Your objective: If a line in the following entries contains the string "OnceLock", it counts toward the total; report only that total.

Record extracts:

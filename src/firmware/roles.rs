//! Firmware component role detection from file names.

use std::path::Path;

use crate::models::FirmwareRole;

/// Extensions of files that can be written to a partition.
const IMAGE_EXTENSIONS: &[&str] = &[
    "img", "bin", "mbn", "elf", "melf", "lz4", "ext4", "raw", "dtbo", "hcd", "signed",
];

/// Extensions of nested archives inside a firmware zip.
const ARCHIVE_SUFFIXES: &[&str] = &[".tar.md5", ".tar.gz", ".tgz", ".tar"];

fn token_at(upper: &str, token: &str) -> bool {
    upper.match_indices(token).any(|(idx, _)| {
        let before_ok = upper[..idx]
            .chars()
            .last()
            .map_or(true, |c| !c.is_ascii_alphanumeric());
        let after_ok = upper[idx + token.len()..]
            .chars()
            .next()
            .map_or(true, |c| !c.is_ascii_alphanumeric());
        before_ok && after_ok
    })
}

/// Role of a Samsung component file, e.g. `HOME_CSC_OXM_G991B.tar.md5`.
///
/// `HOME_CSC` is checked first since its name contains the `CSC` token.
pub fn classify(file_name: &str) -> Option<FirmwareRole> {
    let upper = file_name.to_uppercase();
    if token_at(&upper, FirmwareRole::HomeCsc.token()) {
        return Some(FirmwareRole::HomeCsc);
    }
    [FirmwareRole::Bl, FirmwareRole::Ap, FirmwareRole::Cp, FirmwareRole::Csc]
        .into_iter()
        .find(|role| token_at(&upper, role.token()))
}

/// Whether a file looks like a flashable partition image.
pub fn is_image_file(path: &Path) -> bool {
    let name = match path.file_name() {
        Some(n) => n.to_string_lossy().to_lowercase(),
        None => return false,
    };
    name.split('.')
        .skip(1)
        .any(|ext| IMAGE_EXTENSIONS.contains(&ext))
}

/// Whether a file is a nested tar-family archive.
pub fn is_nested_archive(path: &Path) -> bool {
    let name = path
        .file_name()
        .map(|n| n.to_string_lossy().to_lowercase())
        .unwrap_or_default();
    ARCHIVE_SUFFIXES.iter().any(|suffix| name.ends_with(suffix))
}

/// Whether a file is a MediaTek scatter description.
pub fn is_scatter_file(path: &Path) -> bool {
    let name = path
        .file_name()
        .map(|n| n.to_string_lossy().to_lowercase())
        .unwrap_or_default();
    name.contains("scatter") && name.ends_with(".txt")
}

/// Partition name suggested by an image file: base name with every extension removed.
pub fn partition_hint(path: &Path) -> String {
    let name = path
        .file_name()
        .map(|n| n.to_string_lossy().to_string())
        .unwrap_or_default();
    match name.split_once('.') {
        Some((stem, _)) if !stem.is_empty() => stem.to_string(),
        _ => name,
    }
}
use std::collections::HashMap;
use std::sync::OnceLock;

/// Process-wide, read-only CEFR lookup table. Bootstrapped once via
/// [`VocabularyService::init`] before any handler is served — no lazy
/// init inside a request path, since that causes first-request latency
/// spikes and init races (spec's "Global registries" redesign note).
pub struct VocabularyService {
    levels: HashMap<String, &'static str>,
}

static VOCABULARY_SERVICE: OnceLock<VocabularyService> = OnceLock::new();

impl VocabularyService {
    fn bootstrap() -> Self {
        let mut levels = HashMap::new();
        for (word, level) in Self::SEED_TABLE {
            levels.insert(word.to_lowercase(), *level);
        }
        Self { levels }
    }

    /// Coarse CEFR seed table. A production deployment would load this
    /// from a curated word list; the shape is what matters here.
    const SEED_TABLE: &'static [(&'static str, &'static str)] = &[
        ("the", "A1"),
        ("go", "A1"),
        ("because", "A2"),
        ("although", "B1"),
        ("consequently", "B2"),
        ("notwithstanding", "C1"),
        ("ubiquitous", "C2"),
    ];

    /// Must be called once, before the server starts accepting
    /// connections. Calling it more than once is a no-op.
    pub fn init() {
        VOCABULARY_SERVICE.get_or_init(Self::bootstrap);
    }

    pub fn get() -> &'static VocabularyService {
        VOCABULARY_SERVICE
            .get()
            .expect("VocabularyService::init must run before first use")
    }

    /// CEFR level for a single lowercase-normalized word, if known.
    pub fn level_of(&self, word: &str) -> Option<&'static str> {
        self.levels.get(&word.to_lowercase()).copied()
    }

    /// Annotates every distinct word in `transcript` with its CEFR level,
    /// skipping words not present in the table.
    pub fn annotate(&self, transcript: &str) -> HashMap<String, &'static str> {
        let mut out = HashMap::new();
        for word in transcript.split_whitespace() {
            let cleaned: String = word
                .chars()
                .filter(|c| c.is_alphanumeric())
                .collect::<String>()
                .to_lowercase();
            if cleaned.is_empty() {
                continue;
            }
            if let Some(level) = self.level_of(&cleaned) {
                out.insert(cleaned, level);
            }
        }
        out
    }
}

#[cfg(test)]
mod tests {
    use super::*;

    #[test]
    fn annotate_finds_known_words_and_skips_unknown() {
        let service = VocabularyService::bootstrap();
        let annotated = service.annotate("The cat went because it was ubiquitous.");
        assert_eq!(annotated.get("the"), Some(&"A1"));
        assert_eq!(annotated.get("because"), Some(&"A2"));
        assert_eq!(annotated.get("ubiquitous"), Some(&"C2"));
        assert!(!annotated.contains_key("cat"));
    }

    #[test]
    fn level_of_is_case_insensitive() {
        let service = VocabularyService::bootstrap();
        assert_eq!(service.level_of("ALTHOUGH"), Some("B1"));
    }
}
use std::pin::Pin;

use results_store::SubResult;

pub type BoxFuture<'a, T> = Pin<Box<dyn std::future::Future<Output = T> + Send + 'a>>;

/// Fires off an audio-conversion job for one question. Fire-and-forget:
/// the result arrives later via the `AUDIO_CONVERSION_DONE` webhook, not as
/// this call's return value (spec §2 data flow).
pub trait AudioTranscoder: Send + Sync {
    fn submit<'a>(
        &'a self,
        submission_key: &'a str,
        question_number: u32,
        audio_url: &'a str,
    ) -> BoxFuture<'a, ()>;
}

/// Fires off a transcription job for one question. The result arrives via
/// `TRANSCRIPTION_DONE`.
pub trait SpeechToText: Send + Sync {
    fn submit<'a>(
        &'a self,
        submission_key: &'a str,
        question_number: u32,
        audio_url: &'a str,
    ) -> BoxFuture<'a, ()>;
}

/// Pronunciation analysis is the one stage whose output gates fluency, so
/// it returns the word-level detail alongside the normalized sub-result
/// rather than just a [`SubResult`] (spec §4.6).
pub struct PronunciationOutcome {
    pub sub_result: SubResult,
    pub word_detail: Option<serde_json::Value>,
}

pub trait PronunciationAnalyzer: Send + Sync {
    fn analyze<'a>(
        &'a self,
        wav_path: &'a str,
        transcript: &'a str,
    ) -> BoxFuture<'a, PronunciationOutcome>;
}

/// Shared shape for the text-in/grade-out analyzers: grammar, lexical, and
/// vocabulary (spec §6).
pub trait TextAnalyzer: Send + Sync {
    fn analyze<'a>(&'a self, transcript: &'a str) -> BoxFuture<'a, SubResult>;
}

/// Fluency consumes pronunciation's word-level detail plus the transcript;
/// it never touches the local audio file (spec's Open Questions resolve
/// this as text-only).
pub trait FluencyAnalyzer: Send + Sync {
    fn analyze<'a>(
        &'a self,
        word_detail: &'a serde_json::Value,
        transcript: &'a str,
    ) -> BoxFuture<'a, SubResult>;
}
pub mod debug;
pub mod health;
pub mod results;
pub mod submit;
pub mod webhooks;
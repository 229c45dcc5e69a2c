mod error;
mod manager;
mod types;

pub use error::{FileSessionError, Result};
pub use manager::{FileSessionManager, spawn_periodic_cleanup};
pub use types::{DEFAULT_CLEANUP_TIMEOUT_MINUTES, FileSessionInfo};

Result: 2